WHAT NEEDS TO BE DONE: Read through the listing below and return only the lines containing "from".

# # # # # # #

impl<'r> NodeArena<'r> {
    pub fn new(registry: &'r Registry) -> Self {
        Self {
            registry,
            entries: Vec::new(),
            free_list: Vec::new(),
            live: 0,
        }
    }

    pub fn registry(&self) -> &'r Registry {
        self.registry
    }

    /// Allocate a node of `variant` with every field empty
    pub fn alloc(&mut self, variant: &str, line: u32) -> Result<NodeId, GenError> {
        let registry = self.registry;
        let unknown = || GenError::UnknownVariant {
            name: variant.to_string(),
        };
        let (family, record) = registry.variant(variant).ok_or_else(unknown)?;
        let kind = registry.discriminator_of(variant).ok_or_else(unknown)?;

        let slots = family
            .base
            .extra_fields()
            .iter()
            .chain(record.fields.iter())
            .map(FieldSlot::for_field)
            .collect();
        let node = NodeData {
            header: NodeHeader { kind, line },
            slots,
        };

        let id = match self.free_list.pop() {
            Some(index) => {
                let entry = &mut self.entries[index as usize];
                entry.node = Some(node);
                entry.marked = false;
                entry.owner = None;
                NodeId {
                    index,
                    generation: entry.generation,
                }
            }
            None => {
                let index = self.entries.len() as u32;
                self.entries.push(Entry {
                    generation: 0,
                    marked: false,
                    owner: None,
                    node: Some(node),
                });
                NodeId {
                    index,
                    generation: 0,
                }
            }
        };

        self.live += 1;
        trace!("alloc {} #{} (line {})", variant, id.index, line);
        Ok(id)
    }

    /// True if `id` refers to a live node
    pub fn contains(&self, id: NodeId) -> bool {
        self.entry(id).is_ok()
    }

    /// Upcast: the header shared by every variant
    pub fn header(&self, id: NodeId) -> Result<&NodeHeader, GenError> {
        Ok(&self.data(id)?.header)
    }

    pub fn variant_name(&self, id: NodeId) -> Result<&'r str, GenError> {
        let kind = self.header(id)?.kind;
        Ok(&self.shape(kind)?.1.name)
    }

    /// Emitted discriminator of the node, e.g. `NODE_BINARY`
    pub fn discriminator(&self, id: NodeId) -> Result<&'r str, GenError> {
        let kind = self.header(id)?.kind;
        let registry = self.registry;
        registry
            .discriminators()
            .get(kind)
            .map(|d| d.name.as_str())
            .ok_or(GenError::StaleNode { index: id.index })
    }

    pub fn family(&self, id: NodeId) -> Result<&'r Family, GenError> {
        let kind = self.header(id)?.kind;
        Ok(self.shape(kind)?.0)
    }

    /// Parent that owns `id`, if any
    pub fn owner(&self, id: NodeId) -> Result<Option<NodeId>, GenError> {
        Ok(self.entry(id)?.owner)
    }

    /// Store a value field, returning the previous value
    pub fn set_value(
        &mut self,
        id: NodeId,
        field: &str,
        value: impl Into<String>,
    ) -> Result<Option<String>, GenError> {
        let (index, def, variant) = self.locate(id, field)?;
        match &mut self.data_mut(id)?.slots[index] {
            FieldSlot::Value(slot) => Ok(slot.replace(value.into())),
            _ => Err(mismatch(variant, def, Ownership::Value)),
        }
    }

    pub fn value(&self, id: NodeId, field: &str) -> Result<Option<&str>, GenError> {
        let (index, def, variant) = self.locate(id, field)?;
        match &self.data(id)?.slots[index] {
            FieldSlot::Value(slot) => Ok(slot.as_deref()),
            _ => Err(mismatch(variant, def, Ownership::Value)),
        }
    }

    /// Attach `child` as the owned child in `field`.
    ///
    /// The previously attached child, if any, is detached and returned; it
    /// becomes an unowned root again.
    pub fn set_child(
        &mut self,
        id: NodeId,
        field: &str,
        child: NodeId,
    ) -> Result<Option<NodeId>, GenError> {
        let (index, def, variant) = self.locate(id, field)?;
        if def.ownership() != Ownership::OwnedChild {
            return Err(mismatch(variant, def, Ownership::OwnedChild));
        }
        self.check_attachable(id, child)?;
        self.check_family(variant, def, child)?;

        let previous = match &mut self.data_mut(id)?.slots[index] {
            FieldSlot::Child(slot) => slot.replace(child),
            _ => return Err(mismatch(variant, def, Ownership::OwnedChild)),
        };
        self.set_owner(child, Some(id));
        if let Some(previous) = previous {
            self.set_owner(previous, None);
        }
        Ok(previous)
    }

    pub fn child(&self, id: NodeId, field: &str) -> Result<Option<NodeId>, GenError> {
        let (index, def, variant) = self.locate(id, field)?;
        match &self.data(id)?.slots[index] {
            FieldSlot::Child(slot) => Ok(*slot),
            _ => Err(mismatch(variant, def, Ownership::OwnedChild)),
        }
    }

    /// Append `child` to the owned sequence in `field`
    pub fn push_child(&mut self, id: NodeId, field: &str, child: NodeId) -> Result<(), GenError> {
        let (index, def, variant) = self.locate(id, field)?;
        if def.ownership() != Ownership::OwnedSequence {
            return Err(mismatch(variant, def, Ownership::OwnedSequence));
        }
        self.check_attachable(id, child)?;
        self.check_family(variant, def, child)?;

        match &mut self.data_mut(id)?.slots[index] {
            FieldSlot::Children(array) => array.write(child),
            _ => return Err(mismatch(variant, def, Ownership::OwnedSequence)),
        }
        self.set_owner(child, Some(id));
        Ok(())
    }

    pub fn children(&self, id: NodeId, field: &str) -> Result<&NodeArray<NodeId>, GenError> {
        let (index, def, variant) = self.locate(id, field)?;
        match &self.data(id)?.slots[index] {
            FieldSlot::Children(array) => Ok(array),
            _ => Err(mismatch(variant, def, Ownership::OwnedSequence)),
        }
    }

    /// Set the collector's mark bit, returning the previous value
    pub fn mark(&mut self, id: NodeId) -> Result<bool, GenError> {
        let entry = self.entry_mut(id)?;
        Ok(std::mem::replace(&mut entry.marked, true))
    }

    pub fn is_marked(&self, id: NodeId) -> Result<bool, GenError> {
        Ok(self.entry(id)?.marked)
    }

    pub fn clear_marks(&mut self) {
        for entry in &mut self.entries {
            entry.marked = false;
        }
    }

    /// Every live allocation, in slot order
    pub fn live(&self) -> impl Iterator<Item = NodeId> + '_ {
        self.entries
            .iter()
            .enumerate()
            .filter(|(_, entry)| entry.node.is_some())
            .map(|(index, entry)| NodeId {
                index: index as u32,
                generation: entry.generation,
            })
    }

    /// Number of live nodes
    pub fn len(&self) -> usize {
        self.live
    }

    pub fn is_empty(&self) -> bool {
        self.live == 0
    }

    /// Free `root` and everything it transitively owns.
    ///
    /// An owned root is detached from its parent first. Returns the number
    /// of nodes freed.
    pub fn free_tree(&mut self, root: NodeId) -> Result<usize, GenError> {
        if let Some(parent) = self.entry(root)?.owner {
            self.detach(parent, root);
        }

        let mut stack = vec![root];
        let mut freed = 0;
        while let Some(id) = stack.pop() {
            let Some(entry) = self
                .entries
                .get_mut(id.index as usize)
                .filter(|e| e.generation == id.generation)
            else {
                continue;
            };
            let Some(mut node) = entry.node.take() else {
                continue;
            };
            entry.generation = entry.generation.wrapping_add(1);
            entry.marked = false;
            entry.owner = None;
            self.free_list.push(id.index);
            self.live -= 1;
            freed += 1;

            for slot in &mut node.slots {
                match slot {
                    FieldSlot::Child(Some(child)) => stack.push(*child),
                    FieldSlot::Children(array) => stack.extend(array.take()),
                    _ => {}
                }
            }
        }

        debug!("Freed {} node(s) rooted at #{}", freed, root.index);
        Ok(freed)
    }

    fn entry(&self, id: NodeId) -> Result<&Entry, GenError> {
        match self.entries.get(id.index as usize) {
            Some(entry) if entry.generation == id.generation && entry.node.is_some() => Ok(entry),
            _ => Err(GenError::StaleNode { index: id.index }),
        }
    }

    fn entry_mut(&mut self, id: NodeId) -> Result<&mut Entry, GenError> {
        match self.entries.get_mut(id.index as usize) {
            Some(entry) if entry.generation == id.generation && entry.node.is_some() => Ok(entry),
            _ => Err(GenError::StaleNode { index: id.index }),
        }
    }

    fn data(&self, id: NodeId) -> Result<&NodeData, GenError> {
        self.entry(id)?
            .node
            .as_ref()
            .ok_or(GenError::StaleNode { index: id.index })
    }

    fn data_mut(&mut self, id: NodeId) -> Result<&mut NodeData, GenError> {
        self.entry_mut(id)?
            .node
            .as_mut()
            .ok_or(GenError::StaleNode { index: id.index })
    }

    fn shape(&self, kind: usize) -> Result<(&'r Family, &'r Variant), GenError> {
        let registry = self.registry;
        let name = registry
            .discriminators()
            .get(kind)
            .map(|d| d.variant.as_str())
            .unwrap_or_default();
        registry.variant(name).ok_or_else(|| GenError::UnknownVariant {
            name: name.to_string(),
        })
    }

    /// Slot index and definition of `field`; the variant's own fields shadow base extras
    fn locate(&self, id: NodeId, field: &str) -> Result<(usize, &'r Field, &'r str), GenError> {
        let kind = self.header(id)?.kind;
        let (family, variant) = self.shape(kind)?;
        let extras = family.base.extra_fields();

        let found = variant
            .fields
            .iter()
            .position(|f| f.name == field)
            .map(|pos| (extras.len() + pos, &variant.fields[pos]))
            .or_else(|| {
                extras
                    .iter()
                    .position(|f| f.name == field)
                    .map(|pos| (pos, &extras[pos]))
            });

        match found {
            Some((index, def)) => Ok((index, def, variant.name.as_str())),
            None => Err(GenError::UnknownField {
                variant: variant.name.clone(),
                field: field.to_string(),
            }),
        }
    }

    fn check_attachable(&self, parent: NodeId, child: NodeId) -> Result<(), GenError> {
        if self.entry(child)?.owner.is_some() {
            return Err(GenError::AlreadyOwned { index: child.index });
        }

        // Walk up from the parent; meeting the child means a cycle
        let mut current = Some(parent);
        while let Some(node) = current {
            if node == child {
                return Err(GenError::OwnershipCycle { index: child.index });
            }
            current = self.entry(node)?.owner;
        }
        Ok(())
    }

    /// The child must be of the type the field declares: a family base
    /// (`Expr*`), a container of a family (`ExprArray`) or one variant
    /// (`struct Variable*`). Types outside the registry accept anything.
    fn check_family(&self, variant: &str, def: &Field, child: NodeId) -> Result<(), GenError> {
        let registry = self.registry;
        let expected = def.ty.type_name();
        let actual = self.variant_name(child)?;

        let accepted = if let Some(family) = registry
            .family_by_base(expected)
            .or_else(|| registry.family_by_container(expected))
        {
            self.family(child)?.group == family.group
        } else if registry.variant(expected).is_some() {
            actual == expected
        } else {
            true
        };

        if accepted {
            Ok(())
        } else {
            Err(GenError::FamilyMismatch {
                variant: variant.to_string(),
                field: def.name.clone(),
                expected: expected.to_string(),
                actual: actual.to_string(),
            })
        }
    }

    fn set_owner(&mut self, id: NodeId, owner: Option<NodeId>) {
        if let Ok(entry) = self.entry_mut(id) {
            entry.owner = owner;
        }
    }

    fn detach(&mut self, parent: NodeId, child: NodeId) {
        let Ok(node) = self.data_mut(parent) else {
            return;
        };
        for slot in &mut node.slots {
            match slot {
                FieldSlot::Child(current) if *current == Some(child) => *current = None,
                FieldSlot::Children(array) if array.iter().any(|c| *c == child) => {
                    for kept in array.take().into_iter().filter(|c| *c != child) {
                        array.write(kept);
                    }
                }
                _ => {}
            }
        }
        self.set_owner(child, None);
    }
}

# # # # # # #

SOLUTION TO THE PROBLEM:
    /// An owned root is detached from its parent first. Returns the number
        // Walk up from the parent; meeting the child means a cycle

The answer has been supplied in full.